Signal-to-Noise Ratio (SNR)

Inputs

  • Data: input dataset

Outputs

  • Signal-to-noise ratio: signal-to-noise ratio dataset
    • SNR = \(\frac{\overline{Spectra_{x, y}}}{\sigma _{x, y}}\)
  • Averages: averaged dataset
    • Averages = \(\overline{Spectra_{x, y}}\)
  • Standard Deviation: standard deviation dataset
    • Standard Deviation = \(\sigma _{x, y}\)

The SNR widget computes the SNR, average, or standard deviation of spectra. It can output the results of an entire dataset or by coordinates (x, y).


Use Select axis: x to select an axis that will act as the first element for your coordinate system defined by a numeric meta.
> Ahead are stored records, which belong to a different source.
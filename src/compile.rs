// Linearizes a MAST into the backward-addressed instruction stream.

use hashbrown::HashMap;

use crate::fst::{Cell, Fst, Opcode};
use crate::mast::Mast;
use crate::FstError;

impl Mast {
    /// Compile the state graph into an executable program.
    ///
    /// States are emitted in arena order, so every successor's code block is
    /// already emitted (and its address recorded) when an edge referring to
    /// it is encoded; the provisional stream is reversed once at the end,
    /// which turns those backward distances into the forward jumps the
    /// interpreter takes from program counter 0.
    ///
    /// Per state, outgoing edges are emitted in descending byte order. The
    /// largest byte gets the Break variant of its opcode: the interpreter
    /// scans a block in ascending order, so a mismatch there proves no edge
    /// of the state can match. A jump distance that overflows the op cell's
    /// 16-bit field is moved to a raw cell and the field zeroed as the
    /// "read the next cell" sentinel.
    pub fn compile(&self) -> Result<Fst, FstError> {
        let mut prog: Vec<Cell> = Vec::new();
        let mut data: Vec<i32> = Vec::new();
        let mut addr: HashMap<u32, usize> = HashMap::with_capacity(self.states.len());

        for (id, state) in self.states.iter().enumerate() {
            let mut edges: Vec<u8> = state.trans.keys().copied().collect();
            edges.sort_unstable();

            for (k, &ch) in edges.iter().rev().enumerate() {
                let next = state.trans[&ch];
                let out = state.output(ch);
                let target = *addr.get(&next).ok_or(FstError::UndefinedAddress {
                    state: id as u32,
                    input: ch,
                })?;
                let mut jump = prog.len() - target + 1;

                let breaking = k == 0;
                let op = match (out != 0, breaking) {
                    (true, true) => Opcode::OutputBreak,
                    (true, false) => Opcode::Output,
                    (false, true) => Opcode::Break,
                    (false, false) => Opcode::Match,
                };

                if jump > u16::MAX as usize {
                    prog.push(Cell::Raw(jump as i32));
                    jump = 0;
                }
                if out != 0 {
                    prog.push(Cell::Raw(out));
                }
                prog.push(Cell::Op {
                    op,
                    ch,
                    jump: jump as u16,
                });
            }

            if state.is_final {
                let ranged = state.has_tail();
                if ranged {
                    // Emitted begin-first so the reversed program reads the
                    // range end, then the range begin, after the accept cell.
                    prog.push(Cell::Raw(data.len() as i32));
                    data.extend(state.tail.iter().copied());
                    prog.push(Cell::Raw(data.len() as i32));
                }
                let op = if state.trans.is_empty() {
                    Opcode::AcceptBreak
                } else {
                    Opcode::Accept
                };
                prog.push(Cell::Op {
                    op,
                    ch: ranged as u8,
                    jump: 0,
                });
            }

            addr.insert(id as u32, prog.len());
        }

        prog.reverse();
        Ok(Fst { prog, data })
    }
}

#[cfg(test)]
mod tests {
    use super::*;
    use crate::mast::Pair;
    use crate::state::State;

    fn compile(entries: &[(&str, i32)]) -> Fst {
        Mast::from_pairs(entries.iter().map(|&(k, v)| Pair::new(k, v)).collect())
            .compile()
            .unwrap()
    }

    #[test]
    fn empty_dictionary_compiles_to_empty_program() {
        let fst = compile(&[]);
        assert!(fst.prog.is_empty());
        assert!(fst.data.is_empty());
    }

    #[test]
    fn single_pair_program_layout() {
        // Root block first (entry point), accept block last.
        let fst = compile(&[("a", 1)]);
        assert_eq!(
            fst.prog,
            vec![
                Cell::Op {
                    op: Opcode::OutputBreak,
                    ch: b'a',
                    jump: 1,
                },
                Cell::Raw(1),
                Cell::Op {
                    op: Opcode::AcceptBreak,
                    ch: 0,
                    jump: 0,
                },
            ]
        );
        assert!(fst.data.is_empty());
    }

    #[test]
    fn largest_byte_carries_the_break_variant() {
        let fst = compile(&[("a", 1), ("b", 2), ("c", 3)]);
        let ops: Vec<(Opcode, u8)> = fst
            .prog
            .iter()
            .filter_map(|c| match *c {
                Cell::Op { op, ch, .. } => Some((op, ch)),
                Cell::Raw(_) => None,
            })
            .collect();
        // Ascending scan order at runtime: a, b, then c as the Break edge.
        assert_eq!(
            ops,
            vec![
                (Opcode::Output, b'a'),
                (Opcode::Output, b'b'),
                (Opcode::OutputBreak, b'c'),
                (Opcode::AcceptBreak, 0),
            ]
        );
    }

    #[test]
    fn tail_range_lands_in_data_array() {
        let fst = compile(&[("k", 333), ("k", 444)]);
        assert_eq!(fst.data, vec![333, 444]);
        // Accept cell flags the range, followed by end then begin raw cells.
        assert_eq!(
            fst.prog[1..].to_vec(),
            vec![
                Cell::Op {
                    op: Opcode::AcceptBreak,
                    ch: 1,
                    jump: 0,
                },
                Cell::Raw(2),
                Cell::Raw(0),
            ]
        );
    }

    #[test]
    fn unregistered_successor_is_an_error() {
        let mut broken = State::new();
        broken.set_transition(b'a', 7);
        let mast = Mast {
            states: vec![broken],
            initial: 0,
            finals: Vec::new(),
        };
        let err = mast.compile().unwrap_err();
        assert!(matches!(
            err,
            FstError::UndefinedAddress {
                state: 0,
                input: b'a'
            }
        ));
    }
}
Use Select axis: y to select an axis that will act as the second element for your coordinate system defined by a numeric meta.

In the example above, the result will be:

output = Signal-to-noise ratio(column, row)

SNR = \(\frac{\overline{Spectra_{column, row}}}{\sigma _{column, row}}\)


If you want to select only one axis:

output = Average(x)

Average = \(\overline{Spectra_{column}}\)

or

output = Standard Deviation(x)

Standard Deviation = \(\sigma _{column}\)


If you want the result of the complete data set, you can just leave both as None.